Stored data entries
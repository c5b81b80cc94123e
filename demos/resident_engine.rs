use std::sync::{Arc, Mutex};
use std::time::Duration;

use async_trait::async_trait;
use tracing::info;

use padlink::{
    DeviceScanner, DeviceSession, DiscoveredDevice, PadEngine, Result, SessionFactory,
    StatusReading, TimingConfig,
};

/// Shared state of the simulated pad
#[derive(Default)]
struct SimState {
    on: bool,
    speed_kmh: f64,
    walking_time_s: u64,
    step_count: i64,
    distance_m: f64,
}

/// A simulated WalkingPad that lives in process memory
///
/// Stands in for a real transport adapter so the engine can be exercised
/// without hardware on the network.
#[derive(Default)]
struct SimulatedPad {
    state: Arc<Mutex<SimState>>,
}

struct SimulatedSession {
    state: Arc<Mutex<SimState>>,
}

#[async_trait]
impl DeviceSession for SimulatedSession {
    async fn get_status(&mut self, _accurate: bool) -> Result<StatusReading> {
        let mut state = self.state.lock().unwrap();
        if state.on {
            // Advance the walk a little on every poll.
            state.walking_time_s += 2;
            state.step_count += 3;
            state.distance_m += state.speed_kmh * 2.0 / 3.6;
        }
        Ok(StatusReading {
            is_on: Some(state.on),
            speed_kmh: Some(state.speed_kmh),
            walking_time_s: Some(state.walking_time_s),
            step_count: Some(state.step_count),
            distance_m: Some(state.distance_m),
        })
    }

    async fn start(&mut self) -> Result<()> {
        let mut state = self.state.lock().unwrap();
        state.on = true;
        if state.speed_kmh <= 0.0 {
            state.speed_kmh = 2.0;
        }
        Ok(())
    }

    async fn stop(&mut self) -> Result<()> {
        let mut state = self.state.lock().unwrap();
        state.on = false;
        state.speed_kmh = 0.0;
        Ok(())
    }

    async fn set_speed(&mut self, speed_kmh: f64) -> Result<()> {
        let mut state = self.state.lock().unwrap();
        state.speed_kmh = speed_kmh;
        if speed_kmh <= 0.0 {
            state.on = false;
        }
        Ok(())
    }
}

#[async_trait]
impl SessionFactory for SimulatedPad {
    async fn connect(
        &self,
        address: &str,
        _token: &str,
        model: &str,
    ) -> Result<Box<dyn DeviceSession>> {
        info!("🔗 Simulated connect to {} ({})", address, model);
        Ok(Box::new(SimulatedSession {
            state: self.state.clone(),
        }))
    }
}

struct NoScanner;

#[async_trait]
impl DeviceScanner for NoScanner {
    async fn scan(
        &self,
        _timeout: Duration,
        _token: Option<&str>,
    ) -> Result<Vec<DiscoveredDevice>> {
        Ok(Vec::new())
    }
}

fn print_status(label: &str, status: &padlink::StatusSnapshot) {
    println!(
        "📊 {label}: ok={} connected={} running={} speed={:?} steps={} distance={:.3}km error={:?}",
        status.ok,
        status.connected,
        status.running,
        status.speed,
        status.steps,
        status.distance_km,
        if status.error.is_empty() {
            None
        } else {
            Some(status.error.as_str())
        }
    );
}

fn main() -> Result<()> {
    // Initialize logging
    tracing_subscriber::fmt::init();

    info!("🚶 Padlink Resident Engine Example");

    // Tight intervals so the demo is responsive to watch.
    let timing = TimingConfig {
        retry_interval: Duration::from_millis(500),
        poll_interval: Duration::from_millis(500),
        ..TimingConfig::default()
    };
    let engine = PadEngine::with_timing(
        Arc::new(SimulatedPad::default()),
        Arc::new(NoScanner),
        timing,
    )?;

    // Before configuration the engine reports missing_config.
    print_status("unconfigured", &engine.get_status());

    info!("⚙️  Applying configuration...");
    engine.configure("192.168.1.40", "0123456789abcdef", "");

    // Give the supervisor a moment to establish the session.
    std::thread::sleep(Duration::from_secs(1));
    print_status("connected", &engine.get_status());

    info!("▶️  Starting the belt");
    print_status("start", &engine.start_belt());

    info!("⏩ Speeding up twice");
    print_status("speed +0.5", &engine.increase_speed());
    print_status("speed +0.5", &engine.increase_speed());

    // Let a few polls land so telemetry accumulates.
    std::thread::sleep(Duration::from_secs(2));
    print_status("walking", &engine.get_status());

    info!("⏪ Slowing down");
    print_status("speed -0.5", &engine.decrease_speed());

    info!("⏹️  Stopping the belt");
    print_status("stop", &engine.stop_belt());

    info!("🔌 Shutting down");
    engine.shutdown();
    info!("🎉 Done");
    Ok(())
}
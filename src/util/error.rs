use kube::error::DiscoveryError;

/// All errors possible to occur during reconciliation
#[derive(Debug, thiserror::Error)]
pub enum Error {
    /// Any error originating from the `kube-rs` crate
    #[error("Kubernetes reported error: {source}")]
    KubeError {
        #[from]
        source: kube::Error,
    },

    /// Error in user input or Config resource definition, typically missing fields.
    #[error("Invalid Config CRD: {0}")]
    UserInputError(String),

    /// A manifest document could not be loaded or is malformed.
    #[error("Invalid manifest: {0}")]
    ManifestError(String),

    /// A transform rejected a manifest document.
    #[error("Failed to transform manifest: {0}")]
    TransformError(String),

    /// A bounded wait expired.
    #[error("Timed out: {0}")]
    Timeout(String),

    /// An installation phase failed. Carries the phase name as context.
    #[error("{phase}: {source}")]
    PhaseError {
        phase: &'static str,
        source: Box<Error>,
    },

    #[error("Failed to parse YAML: {source}")]
    YamlError {
        #[from]
        source: serde_yaml::Error,
    },

    #[error("Failed to (de)serialize JSON: {source}")]
    JsonError {
        #[from]
        source: serde_json::Error,
    },

    #[error("I/O error: {source}")]
    IoError {
        #[from]
        source: std::io::Error,
    },

    #[error("Failed to fetch manifest: {source}")]
    HttpError {
        #[from]
        source: reqwest::Error,
    },
}

impl Error {
    /// Wraps the error with the name of the phase it occurred in.
    pub fn in_phase(self, phase: &'static str) -> Error {
        Error::PhaseError {
            phase,
            source: Box::new(self),
        }
    }

    /// HTTP status code reported by the Kubernetes API, if any.
    fn api_code(&self) -> Option<u16> {
        match self {
            Error::KubeError {
                source: kube::Error::Api(ae),
            } => Some(ae.code),
            Error::PhaseError { source, .. } => source.api_code(),
            _ => None,
        }
    }

    /// Returns true if the Kubernetes API reported the object as missing.
    pub fn is_not_found(&self) -> bool {
        self.api_code() == Some(404)
    }

    /// Returns true if the Kubernetes API rejected the object as
    /// structurally invalid, e.g. a change to an immutable field.
    pub fn is_invalid(&self) -> bool {
        self.api_code() == Some(422)
    }

    /// Returns true if discovery found the API group but not the kind,
    /// e.g. while its CRD is being removed.
    pub fn is_missing_kind(&self) -> bool {
        match self {
            Error::KubeError {
                source: kube::Error::Discovery(DiscoveryError::MissingKind(_)),
            } => true,
            Error::PhaseError { source, .. } => source.is_missing_kind(),
            _ => false,
        }
    }

    /// Returns true if the object already exists.
    pub fn is_already_exists(&self) -> bool {
        self.api_code() == Some(409)
    }
}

## EXERCISE
Scan the records for the string "running" and report each line where it occurs.

## YOUR SOLUTION
        "📊 {label}: ok={} connected={} running={} speed={:?} steps={} distance={:.3}km error={:?}",
        status.running,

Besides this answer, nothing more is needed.